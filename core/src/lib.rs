#![deny(
    unsafe_code,
    missing_docs,
    dead_code,
    unused_results,
    non_snake_case,
    unreachable_pub
)]

//! Core vocabulary shared across the Descent puzzle solver.
//!
//! This crate defines the values that connect the importer, the
//! authoritative world engine, the breadth-first solver and the presentation
//! adapters. Levels are grids of addressable tiles; every tile carries one
//! [`Ground`] value and at most one [`Occupant`]. The player drives the world
//! exclusively through [`Action`] tokens, and the engine answers with either a
//! new world snapshot or an [`IllegalAction`].

use std::{fmt, ops::Add, str::FromStr};

use serde::{Deserialize, Serialize};

/// Location of a single grid cell expressed as column and row coordinates.
///
/// Positions order row-major: first by row, then by column. Levels rely on
/// this ordering to binary search their sorted tile arrays.
#[derive(Clone, Copy, Debug, PartialEq, Eq, Hash, PartialOrd, Ord, Serialize, Deserialize)]
pub struct Position {
    row: i32,
    column: i32,
}

impl Position {
    /// Creates a new grid position.
    #[must_use]
    pub const fn new(column: i32, row: i32) -> Self {
        Self { row, column }
    }

    /// Zero-based column index of the position.
    #[must_use]
    pub const fn column(&self) -> i32 {
        self.column
    }

    /// Zero-based row index of the position.
    #[must_use]
    pub const fn row(&self) -> i32 {
        self.row
    }
}

impl Add for Position {
    type Output = Position;

    fn add(self, delta: Position) -> Position {
        Position::new(self.column + delta.column, self.row + delta.row)
    }
}

impl fmt::Display for Position {
    fn fmt(&self, f: &mut fmt::Formatter<'_>) -> fmt::Result {
        write!(f, "({}, {})", self.column, self.row)
    }
}

/// Cardinal directions used for facing, movement and enemy patrols.
#[derive(Clone, Copy, Debug, PartialEq, Eq, Hash, Serialize, Deserialize)]
pub enum Direction {
    /// Toward decreasing row indices.
    Up,
    /// Toward increasing row indices.
    Down,
    /// Toward decreasing column indices.
    Left,
    /// Toward increasing column indices.
    Right,
}

impl Direction {
    /// Every direction in the fixed priority order used by successor expansion.
    pub const ALL: [Direction; 4] = [
        Direction::Up,
        Direction::Down,
        Direction::Left,
        Direction::Right,
    ];

    /// Unit step that moves one tile along the direction.
    #[must_use]
    pub const fn delta(self) -> Position {
        match self {
            Self::Up => Position::new(0, -1),
            Self::Down => Position::new(0, 1),
            Self::Left => Position::new(-1, 0),
            Self::Right => Position::new(1, 0),
        }
    }

    /// Direction pointing the other way.
    #[must_use]
    pub const fn opposite(self) -> Self {
        match self {
            Self::Up => Self::Down,
            Self::Down => Self::Up,
            Self::Left => Self::Right,
            Self::Right => Self::Left,
        }
    }

    /// Movement action that walks toward this direction.
    #[must_use]
    pub const fn action(self) -> Action {
        match self {
            Self::Up => Action::Up,
            Self::Down => Action::Down,
            Self::Left => Action::Left,
            Self::Right => Action::Right,
        }
    }
}

/// Player commands understood by the world engine.
///
/// The serialized form and [`fmt::Display`] use the canonical upper-case
/// tokens (`UP`, `ABSORB_GROUND`, ...) which are also accepted by
/// [`FromStr`].
#[derive(Clone, Copy, Debug, PartialEq, Eq, Hash, Serialize, Deserialize)]
#[serde(rename_all = "SCREAMING_SNAKE_CASE")]
pub enum Action {
    /// Walk or turn toward the top of the grid.
    Up,
    /// Walk or turn toward the bottom of the grid.
    Down,
    /// Walk or turn toward the left edge of the grid.
    Left,
    /// Walk or turn toward the right edge of the grid.
    Right,
    /// Pick up the ground of the faced tile, leaving a hole behind.
    AbsorbGround,
    /// Drop the carried ground into the faced hole.
    CreateGround,
    /// Open the closed chest directly above the player.
    OpenChest,
}

impl Action {
    /// Every action token in its canonical order.
    pub const ALL: [Action; 7] = [
        Action::Up,
        Action::Down,
        Action::Left,
        Action::Right,
        Action::AbsorbGround,
        Action::CreateGround,
        Action::OpenChest,
    ];

    /// Direction walked by a movement action, `None` for context actions.
    #[must_use]
    pub const fn direction(self) -> Option<Direction> {
        match self {
            Self::Up => Some(Direction::Up),
            Self::Down => Some(Direction::Down),
            Self::Left => Some(Direction::Left),
            Self::Right => Some(Direction::Right),
            Self::AbsorbGround | Self::CreateGround | Self::OpenChest => None,
        }
    }

    /// Canonical token naming the action.
    #[must_use]
    pub const fn token(self) -> &'static str {
        match self {
            Self::Up => "UP",
            Self::Down => "DOWN",
            Self::Left => "LEFT",
            Self::Right => "RIGHT",
            Self::AbsorbGround => "ABSORB_GROUND",
            Self::CreateGround => "CREATE_GROUND",
            Self::OpenChest => "OPEN_CHEST",
        }
    }
}

impl fmt::Display for Action {
    fn fmt(&self, f: &mut fmt::Formatter<'_>) -> fmt::Result {
        f.write_str(self.token())
    }
}

impl FromStr for Action {
    type Err = ParseActionError;

    fn from_str(value: &str) -> Result<Self, Self::Err> {
        let trimmed = value.trim();
        Action::ALL
            .into_iter()
            .find(|action| action.token() == trimmed)
            .ok_or_else(|| ParseActionError {
                token: trimmed.to_owned(),
            })
    }
}

/// Terrain carried by a tile.
#[derive(Clone, Copy, Debug, PartialEq, Eq, Hash, Serialize, Deserialize)]
pub enum Ground {
    /// Solid floor.
    Passable,
    /// Missing floor; nothing may stand on it.
    Hole,
    /// The level exit.
    Downstairs,
    /// Fragile floor that breaks into a hole once walked off.
    Glass,
}

/// Dynamic content standing on top of a tile.
#[derive(Clone, Copy, Debug, PartialEq, Eq, Hash, Serialize, Deserialize)]
pub enum Occupant {
    /// Nothing stands on the tile.
    Empty,
    /// Pushable rock.
    Boulder,
    /// Chest that still has to be opened.
    ChestClosed,
    /// Chest that was opened.
    ChestOpen,
    /// Patrolling enemy that walks along its facing and turns around when blocked.
    BasicEnemy(Direction),
    /// Enemy that charges the player once it has a clear line of sight.
    Seeker,
}

impl Occupant {
    /// Reports whether the tile carries nothing.
    #[must_use]
    pub const fn is_empty(self) -> bool {
        matches!(self, Self::Empty)
    }

    /// Reports whether the occupant is an enemy of either kind.
    #[must_use]
    pub const fn is_enemy(self) -> bool {
        matches!(self, Self::BasicEnemy(_) | Self::Seeker)
    }
}

/// Single inventory slot of the player.
#[derive(Clone, Copy, Debug, PartialEq, Eq, Hash, Default, Serialize, Deserialize)]
pub enum Holding {
    /// Nothing is carried.
    #[default]
    Empty,
    /// Carrying absorbed passable ground.
    Ground,
    /// Carrying absorbed glass.
    Glass,
    /// Carrying the absorbed exit.
    Downstairs,
}

impl Holding {
    /// Slot content after absorbing the provided ground, `None` for holes.
    #[must_use]
    pub const fn absorbing(ground: Ground) -> Option<Self> {
        match ground {
            Ground::Passable => Some(Self::Ground),
            Ground::Glass => Some(Self::Glass),
            Ground::Downstairs => Some(Self::Downstairs),
            Ground::Hole => None,
        }
    }

    /// Ground that would be deposited from the slot, `None` when empty.
    #[must_use]
    pub const fn carried(self) -> Option<Ground> {
        match self {
            Self::Empty => None,
            Self::Ground => Some(Ground::Passable),
            Self::Glass => Some(Ground::Glass),
            Self::Downstairs => Some(Ground::Downstairs),
        }
    }
}

/// Classification of a world snapshot.
#[derive(Clone, Copy, Debug, PartialEq, Eq, Hash, Serialize, Deserialize)]
pub enum Status {
    /// The player stands on the exit with every chest opened and every rupee collected.
    Win,
    /// The player is not standing on the exit.
    Lose,
    /// The player stands on the exit, chests are open, but rupees are missing.
    Rupee,
    /// The player stands on the exit with every rupee, but a chest is still closed.
    Chest,
    /// The player stands on the exit with rupees missing and a chest closed.
    Exit,
}

impl Status {
    /// Partial-progress milestone represented by the status, if any.
    #[must_use]
    pub const fn milestone(self) -> Option<Milestone> {
        match self {
            Self::Rupee => Some(Milestone::Rupee),
            Self::Chest => Some(Milestone::Chest),
            Self::Exit => Some(Milestone::Exit),
            Self::Win | Self::Lose => None,
        }
    }
}

impl fmt::Display for Status {
    fn fmt(&self, f: &mut fmt::Formatter<'_>) -> fmt::Result {
        let label = match self {
            Self::Win => "WIN",
            Self::Lose => "LOSE",
            Self::Rupee => "RUPEE",
            Self::Chest => "CHEST",
            Self::Exit => "EXIT",
        };
        f.write_str(label)
    }
}

/// Partial-progress classifications reported once per solve.
#[derive(Clone, Copy, Debug, PartialEq, Eq, Hash, Serialize, Deserialize)]
pub enum Milestone {
    /// Exit reached with only rupees missing.
    Rupee,
    /// Exit reached with only a closed chest remaining.
    Chest,
    /// Exit reached with both rupees and a chest outstanding.
    Exit,
}

impl Milestone {
    /// Every milestone kind.
    pub const ALL: [Milestone; 3] = [Milestone::Rupee, Milestone::Chest, Milestone::Exit];

    /// Status that carries this milestone.
    #[must_use]
    pub const fn status(self) -> Status {
        match self {
            Self::Rupee => Status::Rupee,
            Self::Chest => Status::Chest,
            Self::Exit => Status::Exit,
        }
    }
}

/// Error raised when a single-step playback requests an action that is not
/// legal from the provided state.
#[derive(Clone, Copy, Debug, PartialEq, Eq, thiserror::Error)]
#[error("action {action} is not legal from the current state")]
pub struct IllegalAction {
    /// Action that was rejected.
    pub action: Action,
}

/// Error raised when a string does not name an action token.
#[derive(Clone, Debug, PartialEq, Eq, thiserror::Error)]
#[error("unknown action token `{token}`")]
pub struct ParseActionError {
    /// Offending input, trimmed.
    pub token: String,
}

#[cfg(test)]
mod tests {
    use super::{Action, Direction, Ground, Holding, Occupant, Position, Status};
    use serde::{de::DeserializeOwned, Serialize};

    fn assert_round_trip<T>(value: &T)
    where
        T: Serialize + DeserializeOwned + PartialEq + std::fmt::Debug,
    {
        let bytes = bincode::serialize(value).expect("serialize");
        let restored: T = bincode::deserialize(&bytes).expect("deserialize");
        assert_eq!(&restored, value);
    }

    #[test]
    fn positions_order_by_row_then_column() {
        let mut positions = vec![
            Position::new(3, 1),
            Position::new(0, 2),
            Position::new(5, 0),
            Position::new(1, 1),
        ];
        positions.sort();
        assert_eq!(
            positions,
            vec![
                Position::new(5, 0),
                Position::new(1, 1),
                Position::new(3, 1),
                Position::new(0, 2),
            ]
        );
    }

    #[test]
    fn adding_a_delta_steps_one_tile() {
        let origin = Position::new(2, 2);
        assert_eq!(origin + Direction::Up.delta(), Position::new(2, 1));
        assert_eq!(origin + Direction::Down.delta(), Position::new(2, 3));
        assert_eq!(origin + Direction::Left.delta(), Position::new(1, 2));
        assert_eq!(origin + Direction::Right.delta(), Position::new(3, 2));
    }

    #[test]
    fn opposite_directions_cancel_out() {
        for direction in Direction::ALL {
            let back = Position::new(4, 4) + direction.delta() + direction.opposite().delta();
            assert_eq!(back, Position::new(4, 4));
        }
    }

    #[test]
    fn action_tokens_parse_back() {
        for action in Action::ALL {
            assert_eq!(action.token().parse::<Action>(), Ok(action));
        }
        assert_eq!(" OPEN_CHEST ".parse::<Action>(), Ok(Action::OpenChest));
        let error = "JUMP".parse::<Action>().expect_err("JUMP is not a token");
        assert_eq!(error.token, "JUMP");
    }

    #[test]
    fn only_movement_actions_carry_a_direction() {
        assert_eq!(Action::Left.direction(), Some(Direction::Left));
        assert_eq!(Action::AbsorbGround.direction(), None);
        assert_eq!(Action::CreateGround.direction(), None);
        assert_eq!(Action::OpenChest.direction(), None);
    }

    #[test]
    fn holding_mirrors_absorbed_ground() {
        for ground in [Ground::Passable, Ground::Glass, Ground::Downstairs] {
            let holding = Holding::absorbing(ground).expect("solid ground can be absorbed");
            assert_eq!(holding.carried(), Some(ground));
        }
        assert_eq!(Holding::absorbing(Ground::Hole), None);
        assert_eq!(Holding::Empty.carried(), None);
    }

    #[test]
    fn enemies_are_recognised() {
        assert!(Occupant::Seeker.is_enemy());
        assert!(Occupant::BasicEnemy(Direction::Left).is_enemy());
        assert!(!Occupant::Boulder.is_enemy());
        assert!(!Occupant::ChestClosed.is_enemy());
        assert!(Occupant::Empty.is_empty());
    }

    #[test]
    fn only_partial_exits_are_milestones() {
        assert!(Status::Win.milestone().is_none());
        assert!(Status::Lose.milestone().is_none());
        for status in [Status::Rupee, Status::Chest, Status::Exit] {
            let milestone = status.milestone().expect("milestone");
            assert_eq!(milestone.status(), status);
        }
    }

    #[test]
    fn occupant_round_trips_through_bincode() {
        assert_round_trip(&Occupant::BasicEnemy(Direction::Down));
    }

    #[test]
    fn action_displays_canonical_token() {
        assert_round_trip(&Action::CreateGround);
        assert_eq!(Action::AbsorbGround.to_string(), "ABSORB_GROUND");
    }
}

.....

**YOUR INSTRUCTIONS:**
Among the lines of the preceding data, which ones hold the word "increasing"? List them.

**REPLY:**
    /// Toward increasing row indices.
    /// Toward increasing column indices.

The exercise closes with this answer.